• [Aim of the exercise]
Please go line by line through the material and copy each one containing the word "true".
:::
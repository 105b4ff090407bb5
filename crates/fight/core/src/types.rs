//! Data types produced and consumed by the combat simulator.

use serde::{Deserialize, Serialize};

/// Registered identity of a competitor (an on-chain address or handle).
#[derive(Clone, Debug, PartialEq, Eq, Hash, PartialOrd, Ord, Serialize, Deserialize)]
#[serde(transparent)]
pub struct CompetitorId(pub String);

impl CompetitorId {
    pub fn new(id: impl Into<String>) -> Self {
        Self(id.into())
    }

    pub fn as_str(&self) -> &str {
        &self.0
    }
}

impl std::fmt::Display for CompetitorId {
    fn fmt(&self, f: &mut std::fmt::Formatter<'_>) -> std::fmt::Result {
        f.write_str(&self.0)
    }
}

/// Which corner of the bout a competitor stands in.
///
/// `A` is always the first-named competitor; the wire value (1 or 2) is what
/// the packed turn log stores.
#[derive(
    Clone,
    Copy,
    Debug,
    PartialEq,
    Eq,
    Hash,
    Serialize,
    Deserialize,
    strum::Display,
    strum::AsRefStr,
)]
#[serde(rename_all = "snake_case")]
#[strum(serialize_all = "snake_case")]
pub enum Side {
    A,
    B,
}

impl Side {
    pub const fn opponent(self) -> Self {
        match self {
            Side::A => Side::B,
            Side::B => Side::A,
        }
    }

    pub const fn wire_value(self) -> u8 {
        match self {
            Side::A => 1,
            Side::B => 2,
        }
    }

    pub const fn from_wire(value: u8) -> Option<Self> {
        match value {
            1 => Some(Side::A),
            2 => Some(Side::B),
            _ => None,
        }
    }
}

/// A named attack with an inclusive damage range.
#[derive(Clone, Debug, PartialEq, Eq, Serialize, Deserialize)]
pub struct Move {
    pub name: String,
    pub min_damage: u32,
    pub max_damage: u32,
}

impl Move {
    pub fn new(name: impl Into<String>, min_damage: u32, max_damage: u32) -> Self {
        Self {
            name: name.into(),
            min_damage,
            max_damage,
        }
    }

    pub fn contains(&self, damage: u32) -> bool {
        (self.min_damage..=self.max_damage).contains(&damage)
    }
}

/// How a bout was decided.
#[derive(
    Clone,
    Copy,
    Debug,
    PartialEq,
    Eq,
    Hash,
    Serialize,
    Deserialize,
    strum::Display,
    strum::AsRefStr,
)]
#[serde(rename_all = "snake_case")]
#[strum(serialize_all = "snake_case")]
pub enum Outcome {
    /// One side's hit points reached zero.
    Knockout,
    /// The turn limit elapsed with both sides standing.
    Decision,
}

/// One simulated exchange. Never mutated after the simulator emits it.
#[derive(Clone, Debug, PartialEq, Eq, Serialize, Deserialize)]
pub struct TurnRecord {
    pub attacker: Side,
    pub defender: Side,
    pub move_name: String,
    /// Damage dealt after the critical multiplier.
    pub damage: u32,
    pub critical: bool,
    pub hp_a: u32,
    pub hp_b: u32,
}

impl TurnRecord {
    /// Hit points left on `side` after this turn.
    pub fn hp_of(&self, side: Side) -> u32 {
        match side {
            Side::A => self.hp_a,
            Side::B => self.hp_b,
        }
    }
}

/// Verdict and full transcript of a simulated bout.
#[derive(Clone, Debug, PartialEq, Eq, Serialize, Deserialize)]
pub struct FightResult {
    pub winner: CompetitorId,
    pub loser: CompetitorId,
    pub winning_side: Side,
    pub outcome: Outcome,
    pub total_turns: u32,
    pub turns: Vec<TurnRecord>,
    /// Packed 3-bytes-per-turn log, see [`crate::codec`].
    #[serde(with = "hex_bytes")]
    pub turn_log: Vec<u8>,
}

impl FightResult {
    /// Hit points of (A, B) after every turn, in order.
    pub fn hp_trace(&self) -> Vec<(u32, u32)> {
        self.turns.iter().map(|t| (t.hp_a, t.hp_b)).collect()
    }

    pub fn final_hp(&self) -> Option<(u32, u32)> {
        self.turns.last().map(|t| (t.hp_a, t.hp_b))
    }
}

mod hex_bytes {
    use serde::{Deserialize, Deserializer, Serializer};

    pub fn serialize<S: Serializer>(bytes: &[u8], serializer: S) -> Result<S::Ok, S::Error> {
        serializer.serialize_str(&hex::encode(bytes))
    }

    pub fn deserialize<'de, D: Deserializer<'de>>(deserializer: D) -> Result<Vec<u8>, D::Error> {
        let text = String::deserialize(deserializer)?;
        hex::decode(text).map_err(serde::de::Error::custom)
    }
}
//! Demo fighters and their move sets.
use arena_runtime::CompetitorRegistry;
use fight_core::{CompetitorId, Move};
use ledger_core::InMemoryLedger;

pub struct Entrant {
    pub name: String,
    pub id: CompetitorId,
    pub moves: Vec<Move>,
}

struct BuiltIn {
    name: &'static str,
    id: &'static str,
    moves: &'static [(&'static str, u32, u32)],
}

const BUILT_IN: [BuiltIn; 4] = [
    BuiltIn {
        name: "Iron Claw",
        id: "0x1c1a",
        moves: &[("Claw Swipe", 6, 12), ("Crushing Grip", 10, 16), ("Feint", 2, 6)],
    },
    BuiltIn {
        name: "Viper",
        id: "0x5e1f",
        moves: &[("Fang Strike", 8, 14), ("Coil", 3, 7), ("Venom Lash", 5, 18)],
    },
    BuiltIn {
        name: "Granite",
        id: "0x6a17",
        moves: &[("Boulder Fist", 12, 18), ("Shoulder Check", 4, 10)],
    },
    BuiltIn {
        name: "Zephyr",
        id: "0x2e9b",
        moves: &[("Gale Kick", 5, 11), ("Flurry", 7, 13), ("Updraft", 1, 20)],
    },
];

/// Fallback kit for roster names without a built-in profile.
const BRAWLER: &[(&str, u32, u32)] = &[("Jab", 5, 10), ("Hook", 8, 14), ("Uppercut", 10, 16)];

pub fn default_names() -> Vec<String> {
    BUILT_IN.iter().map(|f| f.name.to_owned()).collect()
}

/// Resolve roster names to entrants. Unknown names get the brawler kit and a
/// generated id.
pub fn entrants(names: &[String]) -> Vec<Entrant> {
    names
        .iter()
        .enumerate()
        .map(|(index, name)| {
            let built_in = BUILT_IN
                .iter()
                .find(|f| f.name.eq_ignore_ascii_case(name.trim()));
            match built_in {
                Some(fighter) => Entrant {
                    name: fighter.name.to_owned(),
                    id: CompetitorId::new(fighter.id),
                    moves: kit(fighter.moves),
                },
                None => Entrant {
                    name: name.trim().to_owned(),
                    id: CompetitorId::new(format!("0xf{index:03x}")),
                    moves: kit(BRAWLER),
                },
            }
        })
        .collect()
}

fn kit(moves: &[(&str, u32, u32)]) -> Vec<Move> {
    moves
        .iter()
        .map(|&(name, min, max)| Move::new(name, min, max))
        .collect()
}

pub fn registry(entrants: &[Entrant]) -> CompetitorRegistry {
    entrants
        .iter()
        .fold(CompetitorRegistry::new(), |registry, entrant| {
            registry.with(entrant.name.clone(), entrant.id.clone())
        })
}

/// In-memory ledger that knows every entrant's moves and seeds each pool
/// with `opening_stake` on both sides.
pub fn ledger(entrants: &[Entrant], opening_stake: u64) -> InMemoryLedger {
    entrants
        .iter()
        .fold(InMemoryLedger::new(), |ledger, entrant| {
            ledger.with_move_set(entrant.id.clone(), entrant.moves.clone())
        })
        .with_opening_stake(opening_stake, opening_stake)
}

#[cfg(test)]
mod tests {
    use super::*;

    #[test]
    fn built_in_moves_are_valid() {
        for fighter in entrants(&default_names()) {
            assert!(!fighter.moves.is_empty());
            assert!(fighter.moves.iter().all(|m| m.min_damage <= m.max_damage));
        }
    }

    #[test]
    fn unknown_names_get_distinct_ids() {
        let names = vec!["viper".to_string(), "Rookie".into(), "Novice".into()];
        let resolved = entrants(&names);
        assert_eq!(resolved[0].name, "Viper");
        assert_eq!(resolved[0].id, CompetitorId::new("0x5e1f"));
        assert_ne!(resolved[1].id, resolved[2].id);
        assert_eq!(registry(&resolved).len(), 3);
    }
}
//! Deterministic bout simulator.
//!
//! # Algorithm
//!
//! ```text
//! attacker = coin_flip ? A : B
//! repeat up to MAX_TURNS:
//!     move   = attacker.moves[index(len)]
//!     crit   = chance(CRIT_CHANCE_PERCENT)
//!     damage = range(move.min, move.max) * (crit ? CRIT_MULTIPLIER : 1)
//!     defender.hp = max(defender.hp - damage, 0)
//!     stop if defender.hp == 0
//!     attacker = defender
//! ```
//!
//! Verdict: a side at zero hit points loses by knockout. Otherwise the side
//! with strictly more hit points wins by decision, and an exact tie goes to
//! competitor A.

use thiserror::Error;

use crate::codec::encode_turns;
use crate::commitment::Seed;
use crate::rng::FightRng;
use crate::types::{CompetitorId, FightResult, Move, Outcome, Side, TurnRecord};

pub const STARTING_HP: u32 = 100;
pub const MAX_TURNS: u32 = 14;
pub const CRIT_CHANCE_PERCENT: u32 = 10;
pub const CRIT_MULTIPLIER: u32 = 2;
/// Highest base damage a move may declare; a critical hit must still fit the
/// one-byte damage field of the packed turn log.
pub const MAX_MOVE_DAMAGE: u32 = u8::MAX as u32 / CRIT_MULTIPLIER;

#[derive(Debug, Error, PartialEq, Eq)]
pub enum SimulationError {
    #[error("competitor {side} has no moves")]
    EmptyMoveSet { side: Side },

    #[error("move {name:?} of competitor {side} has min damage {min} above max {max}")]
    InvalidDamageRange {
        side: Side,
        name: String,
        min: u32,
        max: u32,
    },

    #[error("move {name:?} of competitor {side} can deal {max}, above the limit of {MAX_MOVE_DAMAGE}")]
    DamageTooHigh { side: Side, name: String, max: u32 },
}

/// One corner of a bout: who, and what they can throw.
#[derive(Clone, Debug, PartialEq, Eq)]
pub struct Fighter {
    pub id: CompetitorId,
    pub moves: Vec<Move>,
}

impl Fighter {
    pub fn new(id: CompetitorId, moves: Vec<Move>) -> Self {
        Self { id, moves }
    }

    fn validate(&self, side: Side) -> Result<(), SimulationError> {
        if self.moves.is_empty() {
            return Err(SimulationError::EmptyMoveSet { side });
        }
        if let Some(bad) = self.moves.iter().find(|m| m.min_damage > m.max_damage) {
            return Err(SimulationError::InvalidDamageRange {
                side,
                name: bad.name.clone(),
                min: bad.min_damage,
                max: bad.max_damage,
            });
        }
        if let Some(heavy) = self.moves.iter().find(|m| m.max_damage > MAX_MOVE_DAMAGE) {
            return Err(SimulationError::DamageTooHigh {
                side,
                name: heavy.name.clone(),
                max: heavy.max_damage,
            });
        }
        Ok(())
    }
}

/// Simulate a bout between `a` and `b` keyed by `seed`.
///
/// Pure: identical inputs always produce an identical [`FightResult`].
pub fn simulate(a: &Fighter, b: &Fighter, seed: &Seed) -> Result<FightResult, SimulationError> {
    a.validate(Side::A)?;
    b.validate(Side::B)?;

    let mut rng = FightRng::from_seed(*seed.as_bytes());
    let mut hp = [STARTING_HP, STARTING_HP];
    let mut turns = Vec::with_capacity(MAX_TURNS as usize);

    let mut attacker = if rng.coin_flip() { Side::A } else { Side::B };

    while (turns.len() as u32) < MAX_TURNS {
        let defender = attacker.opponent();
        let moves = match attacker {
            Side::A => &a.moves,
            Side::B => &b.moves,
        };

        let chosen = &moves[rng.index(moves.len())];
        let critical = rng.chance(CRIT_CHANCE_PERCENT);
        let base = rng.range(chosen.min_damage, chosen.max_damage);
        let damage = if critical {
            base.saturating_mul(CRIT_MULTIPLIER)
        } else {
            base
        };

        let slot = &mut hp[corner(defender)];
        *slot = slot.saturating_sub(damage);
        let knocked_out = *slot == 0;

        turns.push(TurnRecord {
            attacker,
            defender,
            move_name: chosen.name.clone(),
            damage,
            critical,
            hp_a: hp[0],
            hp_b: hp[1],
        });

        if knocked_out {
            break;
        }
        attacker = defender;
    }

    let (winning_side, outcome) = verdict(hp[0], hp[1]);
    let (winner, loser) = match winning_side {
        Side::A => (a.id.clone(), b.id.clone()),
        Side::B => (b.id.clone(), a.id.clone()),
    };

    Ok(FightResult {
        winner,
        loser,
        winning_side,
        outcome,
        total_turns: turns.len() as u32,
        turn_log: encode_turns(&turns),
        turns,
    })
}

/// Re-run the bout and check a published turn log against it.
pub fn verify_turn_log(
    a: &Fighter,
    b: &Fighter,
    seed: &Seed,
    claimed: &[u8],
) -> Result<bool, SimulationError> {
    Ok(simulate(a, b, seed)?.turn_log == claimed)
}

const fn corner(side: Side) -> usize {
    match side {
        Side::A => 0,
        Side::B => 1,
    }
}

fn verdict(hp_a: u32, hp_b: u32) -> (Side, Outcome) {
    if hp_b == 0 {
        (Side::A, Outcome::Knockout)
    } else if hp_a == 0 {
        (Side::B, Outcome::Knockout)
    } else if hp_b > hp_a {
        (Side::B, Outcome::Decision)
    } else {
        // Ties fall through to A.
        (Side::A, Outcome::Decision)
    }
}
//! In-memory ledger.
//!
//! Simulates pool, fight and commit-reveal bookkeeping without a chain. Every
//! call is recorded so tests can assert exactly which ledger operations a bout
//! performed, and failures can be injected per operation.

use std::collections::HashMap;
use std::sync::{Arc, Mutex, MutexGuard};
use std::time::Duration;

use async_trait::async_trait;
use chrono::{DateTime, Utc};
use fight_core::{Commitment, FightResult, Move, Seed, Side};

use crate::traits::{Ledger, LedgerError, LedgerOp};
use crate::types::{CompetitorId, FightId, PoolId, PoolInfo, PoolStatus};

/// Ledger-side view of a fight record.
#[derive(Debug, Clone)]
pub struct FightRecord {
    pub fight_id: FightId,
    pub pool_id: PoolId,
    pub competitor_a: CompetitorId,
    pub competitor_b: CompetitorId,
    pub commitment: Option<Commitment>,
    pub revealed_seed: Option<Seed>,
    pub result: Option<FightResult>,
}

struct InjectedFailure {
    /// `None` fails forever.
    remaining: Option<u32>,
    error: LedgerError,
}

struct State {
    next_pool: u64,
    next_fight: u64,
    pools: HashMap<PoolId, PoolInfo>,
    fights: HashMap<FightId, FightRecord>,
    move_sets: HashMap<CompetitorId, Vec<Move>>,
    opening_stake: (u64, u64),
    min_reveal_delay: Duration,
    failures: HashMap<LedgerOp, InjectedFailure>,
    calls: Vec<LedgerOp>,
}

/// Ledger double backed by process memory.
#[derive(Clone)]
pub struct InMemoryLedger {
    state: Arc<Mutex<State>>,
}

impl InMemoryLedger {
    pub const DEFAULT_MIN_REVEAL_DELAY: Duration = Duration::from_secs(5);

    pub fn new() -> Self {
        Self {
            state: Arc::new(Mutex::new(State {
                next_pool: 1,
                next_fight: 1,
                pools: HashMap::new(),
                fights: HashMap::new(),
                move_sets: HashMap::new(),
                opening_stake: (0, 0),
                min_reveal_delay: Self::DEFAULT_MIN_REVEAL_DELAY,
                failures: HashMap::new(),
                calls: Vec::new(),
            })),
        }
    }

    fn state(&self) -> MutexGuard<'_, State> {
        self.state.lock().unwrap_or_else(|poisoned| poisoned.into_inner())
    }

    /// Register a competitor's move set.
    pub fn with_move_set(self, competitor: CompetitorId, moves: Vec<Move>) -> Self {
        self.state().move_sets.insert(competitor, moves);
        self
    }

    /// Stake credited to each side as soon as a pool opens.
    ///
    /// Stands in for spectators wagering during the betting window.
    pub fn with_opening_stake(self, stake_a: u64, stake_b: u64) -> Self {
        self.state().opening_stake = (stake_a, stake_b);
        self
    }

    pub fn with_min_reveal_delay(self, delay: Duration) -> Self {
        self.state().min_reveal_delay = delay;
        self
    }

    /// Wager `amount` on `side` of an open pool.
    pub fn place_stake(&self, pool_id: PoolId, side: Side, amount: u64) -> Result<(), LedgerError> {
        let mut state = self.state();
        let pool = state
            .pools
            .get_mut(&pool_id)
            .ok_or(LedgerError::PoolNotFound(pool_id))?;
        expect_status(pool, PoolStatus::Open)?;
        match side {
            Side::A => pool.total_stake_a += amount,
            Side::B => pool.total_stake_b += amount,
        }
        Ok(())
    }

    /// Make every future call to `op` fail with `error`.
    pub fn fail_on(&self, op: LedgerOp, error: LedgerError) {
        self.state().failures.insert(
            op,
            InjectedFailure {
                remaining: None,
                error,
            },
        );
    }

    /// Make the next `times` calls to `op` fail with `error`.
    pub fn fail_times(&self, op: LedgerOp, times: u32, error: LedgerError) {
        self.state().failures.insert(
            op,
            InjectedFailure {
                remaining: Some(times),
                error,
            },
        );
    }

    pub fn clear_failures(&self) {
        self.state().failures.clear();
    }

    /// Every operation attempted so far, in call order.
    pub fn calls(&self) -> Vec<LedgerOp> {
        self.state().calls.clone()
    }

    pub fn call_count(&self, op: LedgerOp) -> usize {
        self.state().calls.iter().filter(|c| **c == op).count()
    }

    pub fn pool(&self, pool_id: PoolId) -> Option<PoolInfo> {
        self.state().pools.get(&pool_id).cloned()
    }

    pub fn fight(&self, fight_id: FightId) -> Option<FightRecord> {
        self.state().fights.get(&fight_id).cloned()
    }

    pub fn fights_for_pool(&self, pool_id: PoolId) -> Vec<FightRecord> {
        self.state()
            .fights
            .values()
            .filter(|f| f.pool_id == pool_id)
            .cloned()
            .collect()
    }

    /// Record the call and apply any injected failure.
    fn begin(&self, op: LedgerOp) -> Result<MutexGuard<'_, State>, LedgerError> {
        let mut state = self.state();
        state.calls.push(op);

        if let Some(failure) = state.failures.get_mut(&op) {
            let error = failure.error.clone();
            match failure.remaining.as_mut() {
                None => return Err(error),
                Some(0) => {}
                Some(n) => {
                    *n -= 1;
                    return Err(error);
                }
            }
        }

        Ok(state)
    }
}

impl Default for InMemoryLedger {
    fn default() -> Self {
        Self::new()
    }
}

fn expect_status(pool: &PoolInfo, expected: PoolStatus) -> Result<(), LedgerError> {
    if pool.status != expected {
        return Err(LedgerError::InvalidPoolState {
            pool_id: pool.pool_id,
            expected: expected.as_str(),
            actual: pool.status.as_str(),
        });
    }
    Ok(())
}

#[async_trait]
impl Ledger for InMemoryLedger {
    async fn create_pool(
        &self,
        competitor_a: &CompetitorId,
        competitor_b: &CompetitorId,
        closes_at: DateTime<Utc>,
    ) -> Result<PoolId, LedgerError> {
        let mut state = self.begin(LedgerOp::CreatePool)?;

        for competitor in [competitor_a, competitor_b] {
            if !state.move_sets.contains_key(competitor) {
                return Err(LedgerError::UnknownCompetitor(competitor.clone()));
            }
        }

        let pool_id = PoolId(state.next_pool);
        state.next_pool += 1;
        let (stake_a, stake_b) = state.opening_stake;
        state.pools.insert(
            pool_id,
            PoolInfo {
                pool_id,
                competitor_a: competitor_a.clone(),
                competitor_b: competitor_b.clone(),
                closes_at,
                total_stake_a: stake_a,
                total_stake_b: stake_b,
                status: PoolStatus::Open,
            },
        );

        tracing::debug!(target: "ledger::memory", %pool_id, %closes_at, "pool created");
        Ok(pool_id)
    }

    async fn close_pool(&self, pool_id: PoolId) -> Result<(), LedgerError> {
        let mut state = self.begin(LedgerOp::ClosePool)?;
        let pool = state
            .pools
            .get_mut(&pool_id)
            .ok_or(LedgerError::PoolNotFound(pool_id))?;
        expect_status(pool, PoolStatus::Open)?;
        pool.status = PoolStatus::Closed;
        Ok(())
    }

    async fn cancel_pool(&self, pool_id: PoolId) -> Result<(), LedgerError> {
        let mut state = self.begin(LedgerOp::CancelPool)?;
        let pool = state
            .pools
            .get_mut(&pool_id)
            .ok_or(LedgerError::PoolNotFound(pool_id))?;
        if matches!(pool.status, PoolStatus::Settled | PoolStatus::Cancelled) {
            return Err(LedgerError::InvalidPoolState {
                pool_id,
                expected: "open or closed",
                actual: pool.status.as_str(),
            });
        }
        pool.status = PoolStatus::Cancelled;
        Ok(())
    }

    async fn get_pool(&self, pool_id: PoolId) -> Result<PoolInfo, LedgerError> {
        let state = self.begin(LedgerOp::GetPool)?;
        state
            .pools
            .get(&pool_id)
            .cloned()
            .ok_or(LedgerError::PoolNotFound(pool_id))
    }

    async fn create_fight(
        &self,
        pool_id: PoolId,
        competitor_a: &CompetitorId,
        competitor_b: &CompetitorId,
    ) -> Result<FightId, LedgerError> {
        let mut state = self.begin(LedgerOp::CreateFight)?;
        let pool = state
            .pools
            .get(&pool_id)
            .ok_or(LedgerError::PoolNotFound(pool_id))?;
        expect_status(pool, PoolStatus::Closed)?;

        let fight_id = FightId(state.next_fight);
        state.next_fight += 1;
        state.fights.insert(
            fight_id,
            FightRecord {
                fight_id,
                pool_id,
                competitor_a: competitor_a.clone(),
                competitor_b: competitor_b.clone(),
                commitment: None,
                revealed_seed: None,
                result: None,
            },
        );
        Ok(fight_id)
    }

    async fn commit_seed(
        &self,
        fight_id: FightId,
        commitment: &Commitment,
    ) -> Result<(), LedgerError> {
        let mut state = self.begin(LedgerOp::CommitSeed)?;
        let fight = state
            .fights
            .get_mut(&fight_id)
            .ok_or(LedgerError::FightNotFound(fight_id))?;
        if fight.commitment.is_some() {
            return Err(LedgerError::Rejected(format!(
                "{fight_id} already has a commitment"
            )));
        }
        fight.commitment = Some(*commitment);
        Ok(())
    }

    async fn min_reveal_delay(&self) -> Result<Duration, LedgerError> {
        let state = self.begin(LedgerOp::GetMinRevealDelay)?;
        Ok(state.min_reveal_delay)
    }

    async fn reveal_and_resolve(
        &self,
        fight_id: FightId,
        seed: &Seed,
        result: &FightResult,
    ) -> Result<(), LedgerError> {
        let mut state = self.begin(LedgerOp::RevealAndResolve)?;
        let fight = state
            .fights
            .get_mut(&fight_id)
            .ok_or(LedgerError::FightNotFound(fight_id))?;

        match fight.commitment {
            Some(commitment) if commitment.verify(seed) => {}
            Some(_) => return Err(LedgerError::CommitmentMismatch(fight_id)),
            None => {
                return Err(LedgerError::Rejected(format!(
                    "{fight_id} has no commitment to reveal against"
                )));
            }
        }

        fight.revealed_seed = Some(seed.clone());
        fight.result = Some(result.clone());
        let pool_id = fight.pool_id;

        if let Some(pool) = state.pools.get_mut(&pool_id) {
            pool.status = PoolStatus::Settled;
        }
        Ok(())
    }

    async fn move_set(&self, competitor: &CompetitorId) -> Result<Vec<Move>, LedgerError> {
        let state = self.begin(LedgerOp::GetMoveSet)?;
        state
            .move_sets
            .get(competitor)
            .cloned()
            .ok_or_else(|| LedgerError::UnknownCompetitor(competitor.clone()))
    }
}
:::
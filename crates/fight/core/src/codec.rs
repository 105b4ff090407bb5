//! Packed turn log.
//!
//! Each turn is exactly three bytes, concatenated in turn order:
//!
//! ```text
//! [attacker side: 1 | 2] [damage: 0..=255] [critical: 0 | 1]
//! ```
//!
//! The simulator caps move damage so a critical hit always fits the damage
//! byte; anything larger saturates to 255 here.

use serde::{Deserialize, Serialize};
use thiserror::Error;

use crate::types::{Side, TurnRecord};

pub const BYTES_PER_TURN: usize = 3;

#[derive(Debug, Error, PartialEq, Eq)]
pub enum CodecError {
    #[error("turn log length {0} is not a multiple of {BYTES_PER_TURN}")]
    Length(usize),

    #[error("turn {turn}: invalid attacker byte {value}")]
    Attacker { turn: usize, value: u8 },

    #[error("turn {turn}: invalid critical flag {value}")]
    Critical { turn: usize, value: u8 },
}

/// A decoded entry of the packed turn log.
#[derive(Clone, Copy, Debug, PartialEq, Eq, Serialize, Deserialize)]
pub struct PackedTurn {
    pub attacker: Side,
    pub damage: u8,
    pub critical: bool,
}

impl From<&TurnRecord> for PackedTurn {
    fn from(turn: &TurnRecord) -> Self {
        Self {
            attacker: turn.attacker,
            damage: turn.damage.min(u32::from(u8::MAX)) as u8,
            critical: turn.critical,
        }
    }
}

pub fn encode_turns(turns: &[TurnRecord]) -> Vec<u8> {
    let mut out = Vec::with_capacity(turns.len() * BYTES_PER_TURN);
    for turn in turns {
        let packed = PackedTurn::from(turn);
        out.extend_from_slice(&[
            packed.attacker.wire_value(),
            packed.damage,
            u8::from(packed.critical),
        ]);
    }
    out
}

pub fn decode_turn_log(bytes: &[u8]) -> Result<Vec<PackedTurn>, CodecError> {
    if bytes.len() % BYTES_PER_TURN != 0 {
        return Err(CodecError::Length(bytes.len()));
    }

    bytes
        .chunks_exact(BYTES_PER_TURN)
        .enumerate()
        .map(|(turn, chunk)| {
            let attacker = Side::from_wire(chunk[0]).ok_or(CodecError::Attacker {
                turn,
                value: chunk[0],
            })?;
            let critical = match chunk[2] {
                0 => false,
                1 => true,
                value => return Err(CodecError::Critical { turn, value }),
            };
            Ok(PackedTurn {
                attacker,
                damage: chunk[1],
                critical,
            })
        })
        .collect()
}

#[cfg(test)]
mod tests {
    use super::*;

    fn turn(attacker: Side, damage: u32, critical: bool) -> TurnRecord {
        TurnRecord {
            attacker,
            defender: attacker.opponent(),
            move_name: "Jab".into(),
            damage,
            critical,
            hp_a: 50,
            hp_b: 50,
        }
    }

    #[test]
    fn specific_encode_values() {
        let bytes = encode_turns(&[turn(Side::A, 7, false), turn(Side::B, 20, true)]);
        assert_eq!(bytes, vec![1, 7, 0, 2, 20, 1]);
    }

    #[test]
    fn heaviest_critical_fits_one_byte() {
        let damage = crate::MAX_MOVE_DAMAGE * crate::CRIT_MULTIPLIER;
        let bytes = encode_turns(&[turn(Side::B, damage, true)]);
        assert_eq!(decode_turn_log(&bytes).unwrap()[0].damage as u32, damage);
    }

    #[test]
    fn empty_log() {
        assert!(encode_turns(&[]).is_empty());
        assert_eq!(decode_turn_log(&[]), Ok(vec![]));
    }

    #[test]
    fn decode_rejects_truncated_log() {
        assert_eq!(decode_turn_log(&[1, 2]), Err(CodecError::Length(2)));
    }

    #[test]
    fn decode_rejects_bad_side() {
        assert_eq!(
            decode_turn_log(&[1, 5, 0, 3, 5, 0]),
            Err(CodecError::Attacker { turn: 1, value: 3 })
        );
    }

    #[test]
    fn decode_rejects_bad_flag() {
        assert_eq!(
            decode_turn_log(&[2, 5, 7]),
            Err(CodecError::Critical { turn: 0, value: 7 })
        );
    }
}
:::
• [Your response]
                1 => true,
        let bytes = encode_turns(&[turn(Side::A, 7, false), turn(Side::B, 20, true)]);
        let bytes = encode_turns(&[turn(Side::B, damage, true)]);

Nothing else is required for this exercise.